Keeping every word the same, return the listing from its first line until the line holding "by the subsystems." has been returned as well.

◆ Data for this task
· · · · ·

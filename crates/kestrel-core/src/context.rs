use crate::bus::MessageBus;
use crate::message::Message;
use crate::registry::ComponentRegistry;

use std::cell::Cell;
use std::rc::Rc;

/// Explicitly constructed engine-run state shared by the subsystems.
///
/// Replaces process-wide singletons: everything that used to be "the" bus or
/// "the" registry hangs off one context with the lifetime of a single engine
/// run, so independent instances can coexist (tests construct several).
#[derive(Clone)]
pub struct EngineContext {
    bus: Rc<MessageBus>,
    registry: Rc<ComponentRegistry>,
    play_mode: Rc<Cell<bool>>,
}

impl Default for EngineContext {
    #[inline]
    fn default() -> Self {
        Self::new()
    }
}

impl EngineContext {
    pub fn new() -> Self {
        Self {
            bus: Rc::new(MessageBus::new()),
            registry: Rc::new(ComponentRegistry::new()),
            play_mode: Rc::new(Cell::new(false)),
        }
    }

    #[inline]
    pub fn bus(&self) -> &Rc<MessageBus> {
        &self.bus
    }

    #[inline]
    pub fn registry(&self) -> &Rc<ComponentRegistry> {
        &self.registry
    }

    #[inline]
    pub fn send(&self, msg: &Message) {
        self.bus.send(msg);
    }

    /// True between GameLogicStart and GameLogicStop.
    #[inline]
    pub fn is_play_mode(&self) -> bool {
        self.play_mode.get()
    }

    #[inline]
    pub(crate) fn play_flag(&self) -> &Rc<Cell<bool>> {
        &self.play_mode
    }
}
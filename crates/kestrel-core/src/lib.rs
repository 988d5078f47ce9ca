pub mod bus;
pub mod config;
pub mod context;
pub mod dispatcher;
pub mod engine;
pub mod error;
pub mod frame_sync;
pub mod message;
pub mod registry;
pub mod render;
pub mod scheduler;
pub mod shutdown;

pub use bus::MessageBus;
pub use config::EngineConfig;
pub use context::EngineContext;
pub use dispatcher::ComponentDispatcher;
pub use engine::Engine;
pub use error::{EngineError, EngineResult};
pub use frame_sync::{FrameDevice, FrameOutcome, FrameSync, ImageAcquire, PresentStatus};
pub use message::{Message, MessageKind};
pub use registry::{
    Camera, Collector, ComponentHandle, ComponentId, ComponentRegistry, Drawable, EarlyUpdatable,
    FixedUpdatable, LateUpdatable, Startable, Updatable, WeakHandle,
};
pub use render::{FramePlan, RenderBackend, RenderManager};
pub use scheduler::{FrameScheduler, LoopState};
pub use shutdown::ShutdownToken;
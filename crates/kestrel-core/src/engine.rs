use crate::config::EngineConfig;
use crate::context::EngineContext;
use crate::dispatcher::ComponentDispatcher;
use crate::error::{EngineError, EngineResult};
use crate::message::{Message, MessageKind};
use crate::render::{RenderBackend, RenderManager};
use crate::scheduler::{FrameScheduler, LoopState};
use crate::shutdown::ShutdownToken;

/// Engine facade: builds the context, wires the subsystems and drives one
/// loop iteration per `step` call.
///
/// The platform adapter owns the actual OS loop (winit inverts control) and
/// calls `step` once per iteration with the current surface size; everything
/// downstream of that is message-driven.
pub struct Engine {
    config: EngineConfig,
    ctx: EngineContext,
    scheduler: FrameScheduler,
    _dispatcher: ComponentDispatcher,
    render: RenderManager,
    shutdown: ShutdownToken,
}

impl Engine {
    pub fn new(config: EngineConfig) -> Self {
        let ctx = EngineContext::new();

        let dispatcher = ComponentDispatcher::attach(ctx.bus(), ctx.registry().clone());
        let render = RenderManager::attach(ctx.bus(), ctx.registry().clone());

        // Play-mode toggling. GameLogicStart dispatches Start from within
        // the same call stack (documented synchronous reentrancy).
        {
            let play = ctx.play_flag().clone();
            let bus = ctx.bus().clone();
            ctx.bus().subscribe(MessageKind::GameLogicStart, move |_| {
                if !play.get() {
                    play.set(true);
                    bus.send(&Message::Start);
                }
            });
        }
        {
            let play = ctx.play_flag().clone();
            ctx.bus().subscribe(MessageKind::GameLogicStop, move |_| {
                play.set(false);
            });
        }

        let scheduler = FrameScheduler::new(
            config.frame.fixed_step(),
            config.frame.max_dt(),
            ctx.play_flag().clone(),
        );

        Self {
            config,
            ctx,
            scheduler,
            _dispatcher: dispatcher,
            render,
            shutdown: ShutdownToken::new(),
        }
    }

    #[inline]
    pub fn config(&self) -> &EngineConfig {
        &self.config
    }

    #[inline]
    pub fn context(&self) -> &EngineContext {
        &self.ctx
    }

    #[inline]
    pub fn shutdown_token(&self) -> ShutdownToken {
        self.shutdown.clone()
    }

    #[inline]
    pub fn send(&self, msg: &Message) {
        self.ctx.send(msg);
    }

    /// Installs the GPU backend once the surface exists; before that the
    /// loop runs headless and Render messages are no-ops.
    pub fn install_backend(&self, backend: Box<dyn RenderBackend>) {
        self.render.install_backend(backend);
    }

    pub fn start(&mut self) {
        self.scheduler.start();
    }

    #[inline]
    pub fn loop_state(&self) -> LoopState {
        self.scheduler.state()
    }

    /// One loop iteration. `surface` is the current drawable size; 0x0
    /// skips the render block for this iteration.
    pub fn step(&mut self, surface: (u32, u32)) -> EngineResult<()> {
        if self.shutdown.is_requested() {
            self.request_quit();
        }
        if self.scheduler.state() == LoopState::Stopped {
            return Err(EngineError::ExitRequested);
        }
        self.scheduler.step(self.ctx.bus(), surface);
        Ok(())
    }

    /// Converts a surface resize into a WindowResize message.
    pub fn notify_resize(&self, width: u32, height: u32) {
        self.ctx.send(&Message::WindowResize { width, height });
    }

    /// Announces Quitting and stops the scheduler terminally. Idempotent.
    pub fn request_quit(&mut self) {
        if self.scheduler.state() == LoopState::Stopped {
            return;
        }
        self.ctx.send(&Message::Quitting);
        self.scheduler.stop();
    }

    /// Orderly teardown: quit if still running, then block until no GPU
    /// work is in flight so frame slots and swapchain can be destroyed.
    pub fn shutdown(&mut self) -> EngineResult<()> {
        self.request_quit();
        self.render.wait_idle()
    }
}

#[cfg(test)]
mod tests {
    use super::*;
    use crate::error::EngineResult;
    use crate::registry::{ComponentHandle, ComponentId, Startable, Updatable, WeakHandle};
    use crate::scheduler::LoopState;

    use std::cell::{Cell, RefCell};
    use std::rc::Rc;

    #[test]
    fn game_logic_start_enters_play_mode_and_dispatches_start() {
        struct Probe {
            started: Rc<Cell<u32>>,
        }

        impl Startable for Probe {
            fn on_start(&mut self) -> EngineResult<()> {
                self.started.set(self.started.get() + 1);
                Ok(())
            }
        }

        let engine = Engine::new(EngineConfig::default());
        let started = Rc::new(Cell::new(0u32));

        let probe: ComponentHandle<Probe> = Rc::new(RefCell::new(Probe {
            started: started.clone(),
        }));
        let weak: WeakHandle<dyn Startable> = Rc::<RefCell<Probe>>::downgrade(&probe);
        engine
            .context()
            .registry()
            .startable
            .borrow_mut()
            .add(ComponentId::next(), weak);

        assert!(!engine.context().is_play_mode());
        engine.send(&Message::GameLogicStart);
        assert!(engine.context().is_play_mode());
        assert_eq!(started.get(), 1);

        // Already playing: no second Start dispatch.
        engine.send(&Message::GameLogicStart);
        assert_eq!(started.get(), 1);

        engine.send(&Message::GameLogicStop);
        assert!(!engine.context().is_play_mode());
    }

    #[test]
    fn step_requires_running_state() {
        let mut engine = Engine::new(EngineConfig::default());
        engine.start();
        assert!(engine.step((800, 600)).is_ok());

        engine.request_quit();
        assert!(matches!(
            engine.step((800, 600)),
            Err(EngineError::ExitRequested)
        ));
    }

    #[test]
    fn play_mode_gates_update_dispatch_through_step() {
        struct Probe {
            hits: Rc<Cell<u32>>,
        }

        impl Updatable for Probe {
            fn on_update(&mut self, _dt: f32) -> EngineResult<()> {
                self.hits.set(self.hits.get() + 1);
                Ok(())
            }
        }

        let mut engine = Engine::new(EngineConfig::default());
        engine.start();

        let hits = Rc::new(Cell::new(0u32));
        let probe: ComponentHandle<Probe> = Rc::new(RefCell::new(Probe { hits: hits.clone() }));
        let weak: WeakHandle<dyn Updatable> = Rc::<RefCell<Probe>>::downgrade(&probe);
        engine
            .context()
            .registry()
            .updatable
            .borrow_mut()
            .add(ComponentId::next(), weak);

        engine.step((800, 600)).unwrap();
        assert_eq!(hits.get(), 0);

        engine.send(&Message::GameLogicStart);
        engine.step((800, 600)).unwrap();
        assert_eq!(hits.get(), 1);
    }

    #[test]
    fn shutdown_token_stops_the_loop() {
        let mut engine = Engine::new(EngineConfig::default());
        engine.start();

        let token = engine.shutdown_token();
        token.request();

        assert!(matches!(
            engine.step((800, 600)),
            Err(EngineError::ExitRequested)
        ));
        assert_eq!(engine.loop_state(), LoopState::Stopped);
    }

    #[test]
    fn quitting_is_announced_once() {
        let mut engine = Engine::new(EngineConfig::default());
        let quits = Rc::new(Cell::new(0u32));

        {
            let quits = quits.clone();
            engine
                .context()
                .bus()
                .subscribe(MessageKind::Quitting, move |_| quits.set(quits.get() + 1));
        }

        engine.start();
        engine.request_quit();
        engine.request_quit();
        assert_eq!(quits.get(), 1);
    }
}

· · · · ·

◆ Result of the exercise
filename crates/kestrel-core/src/context.rs
use crate::bus::MessageBus;
use crate::message::Message;
use crate::registry::ComponentRegistry;

use std::cell::Cell;
use std::rc::Rc;

/// Explicitly constructed engine-run state shared by the subsystems.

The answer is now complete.